■ **YOUR OBJECTIVE**
Nothing other than an exact copy of the records should be returned.
(PROVIDED DATA Opens)
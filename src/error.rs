use std::fmt;
use std::rc::Rc;

use serde::Serialize;

/// Broad error category. The numeric value is what extensions pass through
/// `HostApi::error_set`.
#[derive(Debug, Clone, Copy, PartialEq, Eq, Serialize)]
pub enum ErrorKind {
    Syntax,
    Runtime,
    Bytecode,
    Internal,
    /// Unwinds an include expansion; never printed.
    Break,
}

impl ErrorKind {
    pub fn code(self) -> u32 {
        match self {
            ErrorKind::Syntax => 0,
            ErrorKind::Runtime => 1,
            ErrorKind::Bytecode => 2,
            ErrorKind::Internal => 3,
            ErrorKind::Break => 100,
        }
    }

    pub fn from_code(code: u32) -> Option<Self> {
        Some(match code {
            0 => ErrorKind::Syntax,
            1 => ErrorKind::Runtime,
            2 => ErrorKind::Bytecode,
            3 => ErrorKind::Internal,
            100 => ErrorKind::Break,
            _ => return None,
        })
    }

    pub fn label(self) -> &'static str {
        match self {
            ErrorKind::Syntax => "Syntax Error",
            ErrorKind::Runtime => "Runtime Error",
            ErrorKind::Bytecode => "Bytecode Error",
            ErrorKind::Internal => "Internal Error",
            ErrorKind::Break => "Break",
        }
    }
}

impl fmt::Display for ErrorKind {
    fn fmt(&self, f: &mut fmt::Formatter<'_>) -> fmt::Result {
        f.write_str(self.label())
    }
}

#[derive(Debug, Clone, Copy, PartialEq, Eq, Serialize)]
pub enum ErrorCode {
    Unimplemented,
    UnknownChar,
    ExpectedChar,
    ExpectedToken,
    BytecodeUnimplemented,
    IncludeCycle,
    IdataOverflow,
    IllegalOperation,
    Memory,
    InvalidType,
    UnknownFd,
    UndefinedName,
    KeyboardInterrupt,
    NoFile,
    InvalidValue,
    InvalidPointer,
}

impl ErrorCode {
    pub const ALL: [ErrorCode; 16] = [
        ErrorCode::Unimplemented,
        ErrorCode::UnknownChar,
        ErrorCode::ExpectedChar,
        ErrorCode::ExpectedToken,
        ErrorCode::BytecodeUnimplemented,
        ErrorCode::IncludeCycle,
        ErrorCode::IdataOverflow,
        ErrorCode::IllegalOperation,
        ErrorCode::Memory,
        ErrorCode::InvalidType,
        ErrorCode::UnknownFd,
        ErrorCode::UndefinedName,
        ErrorCode::KeyboardInterrupt,
        ErrorCode::NoFile,
        ErrorCode::InvalidValue,
        ErrorCode::InvalidPointer,
    ];

    pub fn number(self) -> u32 {
        match self {
            ErrorCode::Unimplemented => 0,
            ErrorCode::UnknownChar => 100,
            ErrorCode::ExpectedChar => 101,
            ErrorCode::ExpectedToken => 250,
            ErrorCode::BytecodeUnimplemented => 300,
            ErrorCode::IncludeCycle => 301,
            ErrorCode::IdataOverflow => 302,
            ErrorCode::IllegalOperation => 400,
            ErrorCode::Memory => 401,
            ErrorCode::InvalidType => 402,
            ErrorCode::UnknownFd => 403,
            ErrorCode::UndefinedName => 404,
            ErrorCode::KeyboardInterrupt => 405,
            ErrorCode::NoFile => 406,
            ErrorCode::InvalidValue => 407,
            ErrorCode::InvalidPointer => 408,
        }
    }

    pub fn from_number(n: u32) -> Option<Self> {
        Self::ALL.into_iter().find(|c| c.number() == n)
    }
}

impl fmt::Display for ErrorCode {
    fn fmt(&self, f: &mut fmt::Formatter<'_>) -> fmt::Result {
        write!(f, "E{:03}", self.number())
    }
}

/// Line/column (1-based) plus the file the node came from.
#[derive(Debug, Clone, Default, PartialEq, Eq, Serialize)]
pub struct SourcePos {
    pub line: u32,
    pub column: u32,
    pub file: Option<Rc<str>>,
}

impl SourcePos {
    pub fn new(line: u32, column: u32, file: Option<Rc<str>>) -> Self {
        SourcePos { line, column, file }
    }

    pub fn file_name(&self) -> &str {
        self.file.as_deref().unwrap_or("<unknown>")
    }
}

impl fmt::Display for SourcePos {
    fn fmt(&self, f: &mut fmt::Formatter<'_>) -> fmt::Result {
        write!(f, "File '{}', Line {}, Column {}", self.file_name(), self.line, self.column)
    }
}

#[derive(Debug, Clone, PartialEq, thiserror::Error)]
#[error("{kind} ({code}): {message}")]
pub struct MangoError {
    pub kind: ErrorKind,
    pub code: ErrorCode,
    pub message: String,
    pub pos: Option<SourcePos>,
    /// Include site when the error was detected inside an included file.
    pub outer: Option<SourcePos>,
}

pub type MangoResult<T> = Result<T, MangoError>;

impl MangoError {
    pub fn new(kind: ErrorKind, code: ErrorCode, message: impl Into<String>) -> Self {
        MangoError { kind, code, message: message.into(), pos: None, outer: None }
    }

    pub fn syntax(code: ErrorCode, message: impl Into<String>) -> Self {
        Self::new(ErrorKind::Syntax, code, message)
    }

    pub fn runtime(code: ErrorCode, message: impl Into<String>) -> Self {
        Self::new(ErrorKind::Runtime, code, message)
    }

    pub fn bytecode(code: ErrorCode, message: impl Into<String>) -> Self {
        Self::new(ErrorKind::Bytecode, code, message)
    }

    pub fn internal(message: impl Into<String>) -> Self {
        Self::new(ErrorKind::Internal, ErrorCode::Unimplemented, message)
    }

    pub fn illegal(message: impl Into<String>) -> Self {
        Self::runtime(ErrorCode::IllegalOperation, message)
    }

    pub fn mismatched_types() -> Self {
        Self::illegal("Mismatched types")
    }

    pub fn undefined(name: &str) -> Self {
        Self::runtime(ErrorCode::UndefinedName, format!("Undefined name '{name}'"))
    }

    pub fn include_break(file: &str) -> Self {
        Self::new(ErrorKind::Break, ErrorCode::IncludeCycle, format!("'{file}' is already being included"))
    }

    /// Attaches `pos` unless a position was already recorded closer to the fault.
    pub fn at(mut self, pos: &SourcePos) -> Self {
        if self.pos.is_none() {
            self.pos = Some(pos.clone());
        }
        self
    }

    pub fn at_opt(self, pos: Option<&SourcePos>) -> Self {
        match pos {
            Some(p) => self.at(p),
            None => self,
        }
    }

    pub fn with_outer(mut self, pos: &SourcePos) -> Self {
        if self.outer.is_none() {
            self.outer = Some(pos.clone());
        }
        self
    }

    pub fn is_break(&self) -> bool {
        self.kind == ErrorKind::Break
    }

    /// The one-line header the driver prints before the message.
    pub fn headline(&self) -> String {
        match &self.pos {
            Some(pos) => format!("{} ({})", self.kind, pos),
            None => self.kind.to_string(),
        }
    }
}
(PROVIDED DATA Closes)
■ **ANSWER TO THIS TASK**
filename src/error.rs
use std::fmt;
use std::rc::Rc;

use serde::Serialize;

/// Broad error category. The numeric value is what extensions pass through
/// `HostApi::error_set`.
#[derive(Debug, Clone, Copy, PartialEq, Eq, Serialize)]
pub enum ErrorKind {
    Syntax,
    Runtime,
    Bytecode,
    Internal,
    /// Unwinds an include expansion; never printed.
    Break,
}

impl ErrorKind {
    pub fn code(self) -> u32 {
        match self {
            ErrorKind::Syntax => 0,
            ErrorKind::Runtime => 1,
            ErrorKind::Bytecode => 2,
            ErrorKind::Internal => 3,
            ErrorKind::Break => 100,
        }
    }

    pub fn from_code(code: u32) -> Option<Self> {
        Some(match code {
            0 => ErrorKind::Syntax,
            1 => ErrorKind::Runtime,
            2 => ErrorKind::Bytecode,
            3 => ErrorKind::Internal,
            100 => ErrorKind::Break,
            _ => return None,
        })
    }

    pub fn label(self) -> &'static str {
        match self {
            ErrorKind::Syntax => "Syntax Error",
            ErrorKind::Runtime => "Runtime Error",
            ErrorKind::Bytecode => "Bytecode Error",
            ErrorKind::Internal => "Internal Error",
            ErrorKind::Break => "Break",
        }
    }
}

impl fmt::Display for ErrorKind {
    fn fmt(&self, f: &mut fmt::Formatter<'_>) -> fmt::Result {
        f.write_str(self.label())
    }
}

#[derive(Debug, Clone, Copy, PartialEq, Eq, Serialize)]
pub enum ErrorCode {
    Unimplemented,
    UnknownChar,
    ExpectedChar,
    ExpectedToken,
    BytecodeUnimplemented,
    IncludeCycle,
    IdataOverflow,
    IllegalOperation,
    Memory,
    InvalidType,
    UnknownFd,
    UndefinedName,
    KeyboardInterrupt,
    NoFile,
    InvalidValue,
    InvalidPointer,
}

impl ErrorCode {
    pub const ALL: [ErrorCode; 16] = [
        ErrorCode::Unimplemented,
        ErrorCode::UnknownChar,
        ErrorCode::ExpectedChar,
        ErrorCode::ExpectedToken,
        ErrorCode::BytecodeUnimplemented,
        ErrorCode::IncludeCycle,
        ErrorCode::IdataOverflow,
        ErrorCode::IllegalOperation,
        ErrorCode::Memory,
        ErrorCode::InvalidType,
        ErrorCode::UnknownFd,
        ErrorCode::UndefinedName,
        ErrorCode::KeyboardInterrupt,
        ErrorCode::NoFile,
        ErrorCode::InvalidValue,
        ErrorCode::InvalidPointer,
    ];

    pub fn number(self) -> u32 {
        match self {
            ErrorCode::Unimplemented => 0,
            ErrorCode::UnknownChar => 100,
            ErrorCode::ExpectedChar => 101,
            ErrorCode::ExpectedToken => 250,
            ErrorCode::BytecodeUnimplemented => 300,
            ErrorCode::IncludeCycle => 301,
            ErrorCode::IdataOverflow => 302,
            ErrorCode::IllegalOperation => 400,
            ErrorCode::Memory => 401,
            ErrorCode::InvalidType => 402,
            ErrorCode::UnknownFd => 403,
            ErrorCode::UndefinedName => 404,
            ErrorCode::KeyboardInterrupt => 405,
            ErrorCode::NoFile => 406,
            ErrorCode::InvalidValue => 407,
            ErrorCode::InvalidPointer => 408,
        }
    }

    pub fn from_number(n: u32) -> Option<Self> {
        Self::ALL.into_iter().find(|c| c.number() == n)
    }
}

impl fmt::Display for ErrorCode {
    fn fmt(&self, f: &mut fmt::Formatter<'_>) -> fmt::Result {
        write!(f, "E{:03}", self.number())
    }
}

/// Line/column (1-based) plus the file the node came from.
#[derive(Debug, Clone, Default, PartialEq, Eq, Serialize)]
pub struct SourcePos {
    pub line: u32,
    pub column: u32,
    pub file: Option<Rc<str>>,
}

impl SourcePos {
    pub fn new(line: u32, column: u32, file: Option<Rc<str>>) -> Self {
        SourcePos { line, column, file }
    }

    pub fn file_name(&self) -> &str {
        self.file.as_deref().unwrap_or("<unknown>")
    }
}

impl fmt::Display for SourcePos {
    fn fmt(&self, f: &mut fmt::Formatter<'_>) -> fmt::Result {
        write!(f, "File '{}', Line {}, Column {}", self.file_name(), self.line, self.column)
    }
}

#[derive(Debug, Clone, PartialEq, thiserror::Error)]
#[error("{kind} ({code}): {message}")]
pub struct MangoError {
    pub kind: ErrorKind,
    pub code: ErrorCode,
    pub message: String,
    pub pos: Option<SourcePos>,
    /// Include site when the error was detected inside an included file.
    pub outer: Option<SourcePos>,
}

pub type MangoResult<T> = Result<T, MangoError>;

impl MangoError {
    pub fn new(kind: ErrorKind, code: ErrorCode, message: impl Into<String>) -> Self {
        MangoError { kind, code, message: message.into(), pos: None, outer: None }
    }

    pub fn syntax(code: ErrorCode, message: impl Into<String>) -> Self {
        Self::new(ErrorKind::Syntax, code, message)
    }

    pub fn runtime(code: ErrorCode, message: impl Into<String>) -> Self {
        Self::new(ErrorKind::Runtime, code, message)
    }

    pub fn bytecode(code: ErrorCode, message: impl Into<String>) -> Self {
        Self::new(ErrorKind::Bytecode, code, message)
    }

    pub fn internal(message: impl Into<String>) -> Self {
        Self::new(ErrorKind::Internal, ErrorCode::Unimplemented, message)
    }

    pub fn illegal(message: impl Into<String>) -> Self {
        Self::runtime(ErrorCode::IllegalOperation, message)
    }

    pub fn mismatched_types() -> Self {
        Self::illegal("Mismatched types")
    }

    pub fn undefined(name: &str) -> Self {
        Self::runtime(ErrorCode::UndefinedName, format!("Undefined name '{name}'"))
    }

    pub fn include_break(file: &str) -> Self {
        Self::new(ErrorKind::Break, ErrorCode::IncludeCycle, format!("'{file}' is already being included"))
    }

    /// Attaches `pos` unless a position was already recorded closer to the fault.
    pub fn at(mut self, pos: &SourcePos) -> Self {
        if self.pos.is_none() {
            self.pos = Some(pos.clone());
        }
        self
    }

    pub fn at_opt(self, pos: Option<&SourcePos>) -> Self {
        match pos {
            Some(p) => self.at(p),
            None => self,
        }
    }

    pub fn with_outer(mut self, pos: &SourcePos) -> Self {
        if self.outer.is_none() {
            self.outer = Some(pos.clone());
        }
        self
    }

    pub fn is_break(&self) -> bool {
        self.kind == ErrorKind::Break
    }

    /// The one-line header the driver prints before the message.
    pub fn headline(&self) -> String {
        match &self.pos {
            Some(pos) => format!("{} ({})", self.kind, pos),
            None => self.kind.to_string(),
        }
    }
}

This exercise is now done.